▶ **TASK DETAILS**
Pick out each line of the records that includes the string "match", and copy it.

▶ **THE INPUT**
Segment Open

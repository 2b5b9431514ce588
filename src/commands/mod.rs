//! Command Module
//!
//! This module implements the command execution layer. It receives parsed
//! argument vectors, runs them against the storage engine and writes replies
//! through a [`ReplyBuilder`](crate::protocol::ReplyBuilder).
//!
//! ## Architecture
//!
//! ```text
//! Client Request
//!       │
//!       ▼
//! ┌─────────────────┐
//! │ RequestParser   │  (protocol module)
//! └────────┬────────┘
//!          │ argv
//!          ▼
//! ┌─────────────────┐
//! │ CommandHandler  │  (handler)
//! │                 │
//! │  - Lookup       │
//! │  - Arity        │
//! │  - initial()    │
//! │  - execute()    │
//! └────────┬────────┘
//!          │ KeyspaceService
//!          ▼
//! ┌─────────────────┐
//! │ StorageEngine   │  (storage module)
//! └─────────────────┘
//! ```
//!
//! ## Supported Commands
//!
//! ### String Commands
//! - `GET`, `SET`, `SETNX`, `SETEX`, `PSETEX`, `GETSET`
//! - `MGET`, `MSET`, `APPEND`, `STRLEN`, `GETRANGE`
//! - `INCR`, `DECR`, `INCRBY`, `DECRBY`, `INCRBYFLOAT`
//! - `BITCOUNT`, `GETBIT`, `SETBIT`, `BITOP`
//!
//! ### Key and Connection Commands
//! - `DEL`, `EXISTS`, `TYPE`, `TTL`, `PTTL`, `PING`
//!
//! ### Set Commands
//! - `SADD`, `SISMEMBER`

pub mod base;
pub mod bitops;
pub mod generic;
pub mod handler;
pub mod set;
pub mod string;

pub use base::{AclCategory, Command, CommandContext, CommandFlags, CommandSpec};
pub use handler::{CommandHandler, CommandTable};
//! Set commands. Only SADD and SISMEMBER are provided, enough to hold a
//! non-string value in the keyspace.

use crate::commands::base::{AclCategory, Command, CommandContext, CommandFlags, CommandSpec};
use crate::commands::handler::CommandTable;
use crate::protocol::ResultCode;
use crate::storage::{KeyspaceService, Value, ValueType};
use std::collections::HashSet;

pub fn register(table: &mut CommandTable) {
    table.register(SAddCmd);
    table.register(SIsMemberCmd);
}

pub struct SAddCmd;

impl SAddCmd {
    const SPEC: CommandSpec = CommandSpec::new(
        "sadd",
        -3,
        CommandFlags::WRITE.union(CommandFlags::FAST),
        AclCategory::SET.union(AclCategory::WRITE),
    );
}

impl Command for SAddCmd {
    fn spec(&self) -> &CommandSpec {
        &Self::SPEC
    }

    fn execute(&self, ctx: &mut CommandContext<'_>, ks: &mut dyn KeyspaceService) {
        let key = ctx.key();
        match ks.get_value_by_type(key, ValueType::Set) {
            Ok(Some(_)) => {}
            Ok(None) => {
                ks.set_value(key.clone(), Value::Set(HashSet::new()));
            }
            Err(_) => {
                ctx.set_res(ResultCode::ErrOther, None);
                return;
            }
        }
        let Some(Value::Set(set)) = ks.get_value(key) else {
            ctx.set_res(ResultCode::ErrOther, None);
            return;
        };

        let added = ctx.argv()[2..]
            .iter()
            .filter(|member| set.insert((*member).clone()))
            .count();
        ctx.reply.append_integer(added as i64);
    }
}

pub struct SIsMemberCmd;

impl SIsMemberCmd {
    const SPEC: CommandSpec = CommandSpec::new(
        "sismember",
        3,
        CommandFlags::READONLY.union(CommandFlags::FAST),
        AclCategory::SET.union(AclCategory::READ),
    );
}

impl Command for SIsMemberCmd {
    fn spec(&self) -> &CommandSpec {
        &Self::SPEC
    }

    fn execute(&self, ctx: &mut CommandContext<'_>, ks: &mut dyn KeyspaceService) {
        let found = match ks.get_value(ctx.key()) {
            Some(Value::Set(set)) => set.contains(&ctx.arg(2)[..]),
            _ => false,
        };
        ctx.reply.append_integer(i64::from(found));
    }
}

#[cfg(test)]
mod tests {
    use crate::commands::CommandHandler;
    use crate::storage::StorageEngine;
    use bytes::Bytes;
    use std::sync::Arc;

    fn run(handler: &CommandHandler, args: &[&str]) -> Bytes {
        let argv: Vec<Bytes> = args.iter().map(|a| Bytes::from(a.to_string())).collect();
        handler.run(&argv)
    }

    #[test]
    fn test_sadd_and_sismember() {
        let h = CommandHandler::new(Arc::new(StorageEngine::new()));
        assert_eq!(run(&h, &["SADD", "s", "a", "b", "a"]), ":2\r\n");
        assert_eq!(run(&h, &["SADD", "s", "b", "c"]), ":1\r\n");
        assert_eq!(run(&h, &["SISMEMBER", "s", "c"]), ":1\r\n");
        assert_eq!(run(&h, &["SISMEMBER", "s", "z"]), ":0\r\n");
        assert_eq!(run(&h, &["SISMEMBER", "nope", "a"]), ":0\r\n");
    }

    #[test]
    fn test_sadd_wrong_type() {
        let h = CommandHandler::new(Arc::new(StorageEngine::new()));
        run(&h, &["SET", "k", "v"]);
        assert_eq!(
            run(&h, &["SADD", "k", "a"]),
            "-ERR Operation against a key holding the wrong kind of value\r\n"
        );
        assert_eq!(run(&h, &["SISMEMBER", "k", "v"]), ":0\r\n");
    }
}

Segment Closed

▶ **RESPONSE AREA**
        match ks.get_value_by_type(key, ValueType::Set) {
        let found = match ks.get_value(ctx.key()) {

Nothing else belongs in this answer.